Ein umgefallenes Glas mit Kleingeld
Die Vollversammlung des Bundesjugendrings hat am 27. Oktober 2024 die Position „Forderungen für eine jugend- und generationengerechte Fiskalpolitik“ beschlossen.

1. Dogmatische Austeritätspolitik [1] – Ein Widerspruch zur Generationengerechtigkeit

Als demokratisch legitimierte Interessensvertretung junger Menschen widersprechen wir als Jugendverbände und Jugendringe vehement dem Narrativ, dass Kürzungen im öffentlichen Haushalt allein zur Verringerung der Staatsschulden generationengerecht seien oder dies im Namen der Jugend geschehe. Eine dogmatische Austeritätspolitik, die allein den ausgeglichenen jährlichen Staatshaushalt im Blick hat, ignoriert die Bedürfnisse der jungen und zukünftigen Generationen. Wir erleben im Gegenteil, dass nicht für junge Menschen, sondern an jungen Menschen gespart wird. Es wird an Ausgaben für die grundlegendste Infrastruktur gespart. Dies gilt besonders für die Infrastruktur für junge Menschen. Statt Kürzungen und Austerität braucht es heute massive Investitionen für junge Menschen und kommende Generationen.

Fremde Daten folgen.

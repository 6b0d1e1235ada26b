//! Rolling-listener coordination.
//!
//! Serverless hosts bound each invocation, so gateway continuity comes
//! from overlapping listeners: a cron starts a new one before the old
//! one's deadline, and the newcomer announces itself on a pub/sub control
//! channel. Incumbents hearing a foreign listener id abort; a listener
//! ignores its own announcement. Control-channel failures degrade to an
//! uncoordinated listener — they never abort the gateway itself.

use std::time::Duration;

use async_trait::async_trait;
use chrono::Utc;
use futures_core::stream::BoxStream;
use futures_util::StreamExt;
use tokio_util::sync::CancellationToken;

use palaver_core::adapter::GatewayListener;
use palaver_core::error::AdapterError;

use crate::adapter::ADAPTER_NAME;

pub const CONTROL_CHANNEL: &str = "discord:gateway:control";

/// Listener durations are capped at ten minutes.
pub const MAX_LISTEN_DURATION: Duration = Duration::from_secs(600);

/// Soft timeout added to the pub/sub wait so the watcher task never
/// outlives the listener by more than a few seconds.
const HANDOVER_GRACE: Duration = Duration::from_secs(5);

/// The pub/sub channel listeners announce themselves on.
#[async_trait]
pub trait ControlChannel: Send + Sync {
    /// Open a subscription. Must be called before [`publish`] so the
    /// subscriber cannot miss its successor's announcement.
    async fn subscribe(&self) -> Result<BoxStream<'static, String>, AdapterError>;

    async fn publish(&self, payload: &str) -> Result<(), AdapterError>;
}

/// Redis pub/sub control channel (the production implementation).
pub struct RedisControlChannel {
    client: redis::Client,
}

impl RedisControlChannel {
    pub fn new(url: &str) -> Result<Self, AdapterError> {
        let client = redis::Client::open(url).map_err(|e| {
            AdapterError::validation(ADAPTER_NAME, format!("invalid redis url: {e}"))
        })?;
        Ok(Self { client })
    }
}

#[async_trait]
impl ControlChannel for RedisControlChannel {
    async fn subscribe(&self) -> Result<BoxStream<'static, String>, AdapterError> {
        let mut pubsub = self
            .client
            .get_async_pubsub()
            .await
            .map_err(|e| AdapterError::network(ADAPTER_NAME, e))?;
        pubsub
            .subscribe(CONTROL_CHANNEL)
            .await
            .map_err(|e| AdapterError::network(ADAPTER_NAME, e))?;
        Ok(Box::pin(pubsub.into_on_message().filter_map(|msg| async move {
            msg.get_payload::<String>().ok()
        })))
    }

    async fn publish(&self, payload: &str) -> Result<(), AdapterError> {
        let mut conn = self
            .client
            .get_multiplexed_async_connection()
            .await
            .map_err(|e| AdapterError::network(ADAPTER_NAME, e))?;
        let _: i64 = redis::cmd("PUBLISH")
            .arg(CONTROL_CHANNEL)
            .arg(payload)
            .query_async(&mut conn)
            .await
            .map_err(|e| AdapterError::network(ADAPTER_NAME, e))?;
        Ok(())
    }
}

/// In-process control channel over a broadcast queue. Used in tests and
/// in single-process deployments that have no Redis.
pub struct LocalControlChannel {
    tx: tokio::sync::broadcast::Sender<String>,
}

impl LocalControlChannel {
    pub fn new() -> Self {
        let (tx, _) = tokio::sync::broadcast::channel(16);
        Self { tx }
    }
}

impl Default for LocalControlChannel {
    fn default() -> Self {
        Self::new()
    }
}

#[async_trait]
impl ControlChannel for LocalControlChannel {
    async fn subscribe(&self) -> Result<BoxStream<'static, String>, AdapterError> {
        let mut rx = self.tx.subscribe();
        Ok(Box::pin(async_stream::stream! {
            loop {
                match rx.recv().await {
                    Ok(payload) => yield payload,
                    Err(tokio::sync::broadcast::error::RecvError::Lagged(_)) => continue,
                    Err(tokio::sync::broadcast::error::RecvError::Closed) => break,
                }
            }
        }))
    }

    async fn publish(&self, payload: &str) -> Result<(), AdapterError> {
        // Send errors only mean no subscriber is listening yet.
        let _ = self.tx.send(payload.to_string());
        Ok(())
    }
}

/// Generate a unique listener id.
pub fn new_listener_id() -> String {
    let fragment = uuid::Uuid::new_v4().to_string();
    format!(
        "listener-{}-{}",
        Utc::now().timestamp_millis(),
        &fragment[..8]
    )
}

/// Run `gateway` for at most `duration`, coordinated over `control`.
///
/// Announces a fresh listener id (subscribing first so no successor is
/// missed), then runs the gateway until its deadline or until a foreign
/// announcement arrives and cancels it.
pub async fn run_coordinated(
    control: &dyn ControlChannel,
    gateway: &dyn GatewayListener,
    duration: Duration,
) -> Result<(), AdapterError> {
    let duration = duration.min(MAX_LISTEN_DURATION);
    let listener_id = new_listener_id();
    let cancel = CancellationToken::new();

    match control.subscribe().await {
        Ok(mut announcements) => {
            if let Err(e) = control.publish(&listener_id).await {
                log::warn!("failed to announce {listener_id}: {e}");
            }
            let watcher_cancel = cancel.clone();
            let own_id = listener_id.clone();
            let grace = duration + HANDOVER_GRACE;
            tokio::spawn(async move {
                let wait = async {
                    while let Some(payload) = announcements.next().await {
                        if payload == own_id {
                            continue;
                        }
                        log::info!("{own_id}: successor {payload} announced, handing over");
                        watcher_cancel.cancel();
                        break;
                    }
                };
                tokio::select! {
                    () = watcher_cancel.cancelled() => {}
                    _ = tokio::time::timeout(grace, wait) => {}
                }
            });
        }
        Err(e) => {
            log::warn!("control channel unavailable ({e}); listener {listener_id} runs uncoordinated");
        }
    }

    log::info!("{listener_id}: listening for up to {duration:?}");
    let result = gateway.run(duration, cancel.clone()).await;
    // Reap the watcher task if it is still waiting.
    cancel.cancel();
    result
}
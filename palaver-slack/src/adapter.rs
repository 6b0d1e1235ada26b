//! The Slack adapter: thread-id codec and outbound operations.

use async_trait::async_trait;

use palaver_core::adapter::ChatAdapter;
use palaver_core::emoji;
use palaver_core::error::AdapterError;
use palaver_core::thread_id::ThreadId;
use palaver_core::types::{Message, Outgoing};

use crate::client::SlackClient;
use crate::ingress;

pub const ADAPTER_NAME: &str = "slack";

/// Coordinates of a Slack thread: the channel and the root message
/// timestamp that anchors the thread.
#[derive(Debug, Clone, PartialEq, Eq)]
pub struct SlackThread {
    pub channel: String,
    pub thread_ts: String,
}

impl SlackThread {
    pub fn encode(&self) -> ThreadId {
        // Channel ids and timestamps never contain ':', so the join is
        // unambiguous.
        ThreadId::new(ADAPTER_NAME, &format!("{}:{}", self.channel, self.thread_ts))
            .expect("slack coordinates are always a valid thread id")
    }

    pub fn decode(raw: &str) -> Result<Self, AdapterError> {
        let id = ThreadId::parse(raw).map_err(|e| AdapterError::validation(ADAPTER_NAME, e))?;
        Self::from_thread_id(&id)
    }

    pub fn from_thread_id(id: &ThreadId) -> Result<Self, AdapterError> {
        if id.adapter() != ADAPTER_NAME {
            return Err(AdapterError::validation(
                ADAPTER_NAME,
                format!("thread id '{id}' does not belong to the slack adapter"),
            ));
        }
        let (channel, thread_ts) = id.opaque().split_once(':').ok_or_else(|| {
            AdapterError::validation(
                ADAPTER_NAME,
                format!("thread id '{id}' is missing the thread timestamp"),
            )
        })?;
        if channel.is_empty() || thread_ts.is_empty() {
            return Err(AdapterError::validation(
                ADAPTER_NAME,
                format!("thread id '{id}' has empty slack coordinates"),
            ));
        }
        Ok(Self {
            channel: channel.to_string(),
            thread_ts: thread_ts.to_string(),
        })
    }
}

pub struct SlackAdapter {
    client: SlackClient,
    bot_user_id: Option<String>,
}

impl SlackAdapter {
    pub fn new(bot_token: String, bot_user_id: Option<String>) -> Self {
        Self {
            client: SlackClient::new(bot_token),
            bot_user_id,
        }
    }
}

#[async_trait]
impl ChatAdapter for SlackAdapter {
    fn name(&self) -> &str {
        ADAPTER_NAME
    }

    fn bot_user_id(&self) -> Option<String> {
        self.bot_user_id.clone()
    }

    fn decode_thread_id(&self, raw: &str) -> Result<ThreadId, AdapterError> {
        Ok(SlackThread::decode(raw)?.encode())
    }

    fn parse_message(&self, raw: &serde_json::Value) -> Result<Message, AdapterError> {
        ingress::parse_message_event(raw)
    }

    async fn post_message(
        &self,
        thread: &ThreadId,
        content: &Outgoing,
    ) -> Result<String, AdapterError> {
        let coords = SlackThread::from_thread_id(thread)?;
        self.client
            .post_message(&coords.channel, Some(&coords.thread_ts), &content.text)
            .await
    }

    async fn edit_message(
        &self,
        thread: &ThreadId,
        message_id: &str,
        content: &Outgoing,
    ) -> Result<(), AdapterError> {
        let coords = SlackThread::from_thread_id(thread)?;
        self.client
            .update_message(&coords.channel, message_id, &content.text)
            .await
    }

    async fn delete_message(
        &self,
        thread: &ThreadId,
        message_id: &str,
    ) -> Result<(), AdapterError> {
        let coords = SlackThread::from_thread_id(thread)?;
        self.client
            .delete_message(&coords.channel, message_id)
            .await
    }

    async fn start_typing(&self, thread: &ThreadId) -> Result<(), AdapterError> {
        // The Web API has no typing indicator for bot tokens; the call is
        // accepted and does nothing.
        log::debug!("start_typing is a no-op on slack ({thread})");
        Ok(())
    }

    async fn add_reaction(
        &self,
        thread: &ThreadId,
        message_id: &str,
        emoji_key: &str,
    ) -> Result<(), AdapterError> {
        let coords = SlackThread::from_thread_id(thread)?;
        self.client
            .add_reaction(&coords.channel, message_id, emoji::to_slack_name(emoji_key))
            .await
    }

    async fn remove_reaction(
        &self,
        thread: &ThreadId,
        message_id: &str,
        emoji_key: &str,
    ) -> Result<(), AdapterError> {
        let coords = SlackThread::from_thread_id(thread)?;
        self.client
            .remove_reaction(&coords.channel, message_id, emoji::to_slack_name(emoji_key))
            .await
    }
}

#[cfg(test)]
mod tests {
    use super::*;

    #[test]
    fn codec_round_trips() {
        let coords = SlackThread {
            channel: "C123".into(),
            thread_ts: "1710000000.1234".into(),
        };
        let id = coords.encode();
        assert_eq!(id.as_str(), "slack:C123:1710000000.1234");
        assert_eq!(SlackThread::from_thread_id(&id).unwrap(), coords);
        assert_eq!(SlackThread::decode(id.as_str()).unwrap(), coords);
    }

    #[test]
    fn decode_rejects_foreign_prefix() {
        let err = SlackThread::decode("linear:0b5c1a2e").unwrap_err();
        assert_eq!(err.code(), "VALIDATION_ERROR");
        assert_eq!(err.adapter, "slack");
    }

    #[test]
    fn decode_rejects_missing_timestamp() {
        let err = SlackThread::decode("slack:C123").unwrap_err();
        assert_eq!(err.code(), "VALIDATION_ERROR");

        let err = SlackThread::decode("slack:C123:").unwrap_err();
        assert_eq!(err.code(), "VALIDATION_ERROR");
    }

    #[test]
    fn decode_rejects_empty_opaque() {
        let err = SlackThread::decode("slack:").unwrap_err();
        assert_eq!(err.code(), "VALIDATION_ERROR");
    }
}
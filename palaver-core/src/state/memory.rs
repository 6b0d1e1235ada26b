//! In-memory state adapter.
//!
//! The reference backend: process-local, volatile, suitable for
//! development and as a test double. Lock TTLs are enforced lazily — every
//! lock-path operation first reaps entries whose deadline has passed, so
//! an expired lock is indistinguishable from no lock.

use std::collections::{HashMap, HashSet};
use std::sync::Mutex;
use std::time::{Duration, Instant};

use async_trait::async_trait;
use futures_util::stream;

use super::{Lock, StateAdapter, StateError, SubscriptionStream, belongs_to, new_lock_token};
use crate::thread_id::ThreadId;

struct LockRecord {
    token: String,
    expires_at: Instant,
}

struct CacheRecord {
    value: serde_json::Value,
    expires_at: Option<Instant>,
}

#[derive(Default)]
struct Inner {
    connected: bool,
    subscriptions: HashSet<ThreadId>,
    locks: HashMap<ThreadId, LockRecord>,
    cache: HashMap<String, CacheRecord>,
}

impl Inner {
    fn reap_locks(&mut self, now: Instant) {
        self.locks.retain(|_, record| record.expires_at > now);
    }
}

/// Volatile single-process state adapter.
pub struct MemoryStateAdapter {
    inner: Mutex<Inner>,
}

impl MemoryStateAdapter {
    pub fn new() -> Self {
        Self {
            inner: Mutex::new(Inner::default()),
        }
    }

    fn with_connected<T>(
        &self,
        f: impl FnOnce(&mut Inner) -> Result<T, StateError>,
    ) -> Result<T, StateError> {
        let mut inner = self.inner.lock().unwrap();
        if !inner.connected {
            return Err(StateError::NotConnected);
        }
        f(&mut inner)
    }
}

impl Default for MemoryStateAdapter {
    fn default() -> Self {
        Self::new()
    }
}

#[async_trait]
impl StateAdapter for MemoryStateAdapter {
    async fn connect(&self) -> Result<(), StateError> {
        self.inner.lock().unwrap().connected = true;
        Ok(())
    }

    async fn disconnect(&self) -> Result<(), StateError> {
        let mut inner = self.inner.lock().unwrap();
        inner.connected = false;
        inner.subscriptions.clear();
        inner.locks.clear();
        inner.cache.clear();
        Ok(())
    }

    async fn subscribe(&self, thread: &ThreadId) -> Result<(), StateError> {
        self.with_connected(|inner| {
            inner.subscriptions.insert(thread.clone());
            Ok(())
        })
    }

    async fn unsubscribe(&self, thread: &ThreadId) -> Result<(), StateError> {
        self.with_connected(|inner| {
            inner.subscriptions.remove(thread);
            Ok(())
        })
    }

    async fn is_subscribed(&self, thread: &ThreadId) -> Result<bool, StateError> {
        self.with_connected(|inner| Ok(inner.subscriptions.contains(thread)))
    }

    async fn list_subscriptions(
        &self,
        adapter: Option<&str>,
    ) -> Result<SubscriptionStream, StateError> {
        let snapshot: Vec<ThreadId> = self.with_connected(|inner| {
            Ok(inner
                .subscriptions
                .iter()
                .filter(|t| adapter.is_none_or(|a| belongs_to(t, a)))
                .cloned()
                .collect())
        })?;
        Ok(Box::pin(stream::iter(snapshot.into_iter().map(Ok))))
    }

    async fn acquire_lock(
        &self,
        thread: &ThreadId,
        ttl: Duration,
    ) -> Result<Option<Lock>, StateError> {
        self.with_connected(|inner| {
            let now = Instant::now();
            inner.reap_locks(now);
            if inner.locks.contains_key(thread) {
                return Ok(None);
            }
            let token = new_lock_token();
            let expires_at = now + ttl;
            inner.locks.insert(
                thread.clone(),
                LockRecord {
                    token: token.clone(),
                    expires_at,
                },
            );
            Ok(Some(Lock {
                thread_id: thread.clone(),
                token,
                expires_at,
            }))
        })
    }

    async fn release_lock(&self, lock: &Lock) -> Result<(), StateError> {
        self.with_connected(|inner| {
            inner.reap_locks(Instant::now());
            if inner
                .locks
                .get(&lock.thread_id)
                .is_some_and(|record| record.token == lock.token)
            {
                inner.locks.remove(&lock.thread_id);
            }
            Ok(())
        })
    }

    async fn extend_lock(&self, lock: &Lock, ttl: Duration) -> Result<bool, StateError> {
        self.with_connected(|inner| {
            let now = Instant::now();
            inner.reap_locks(now);
            match inner.locks.get_mut(&lock.thread_id) {
                Some(record) if record.token == lock.token => {
                    record.expires_at = now + ttl;
                    Ok(true)
                }
                _ => Ok(false),
            }
        })
    }

    async fn cache_get(&self, key: &str) -> Result<Option<serde_json::Value>, StateError> {
        self.with_connected(|inner| {
            let expired = inner
                .cache
                .get(key)
                .is_some_and(|record| record.expires_at.is_some_and(|at| at <= Instant::now()));
            if expired {
                inner.cache.remove(key);
                return Ok(None);
            }
            Ok(inner.cache.get(key).map(|record| record.value.clone()))
        })
    }

    async fn cache_set(
        &self,
        key: &str,
        value: serde_json::Value,
        ttl: Option<Duration>,
    ) -> Result<(), StateError> {
        self.with_connected(|inner| {
            inner.cache.insert(
                key.to_string(),
                CacheRecord {
                    value,
                    expires_at: ttl.map(|t| Instant::now() + t),
                },
            );
            Ok(())
        })
    }

    async fn cache_delete(&self, key: &str) -> Result<(), StateError> {
        self.with_connected(|inner| {
            inner.cache.remove(key);
            Ok(())
        })
    }
}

Um jungen Menschen eine lebenswerte Zukunft zu sichern, bedarf es umfangreicher strikt an den Zielen Nachhaltiger Entwicklung (SDGs) ausgerichteten Gesichtspunkten orientierter Investitionen in die soziale und physisch-technische Infrastruktur sowie einer gewaltigen finanziellen Kraftanstrengung zur Gestaltung der sozial-ökologischen Transformation und zur Abwendung massiver Klimafolgeschäden in der dreifachen planetaren Krise [2]. Je größer die Investitionen in Umweltschutz und Klimaanpassungen sind, desto weniger Folgekosten müssen junge Menschen und nachfolgenden Generationen tragen.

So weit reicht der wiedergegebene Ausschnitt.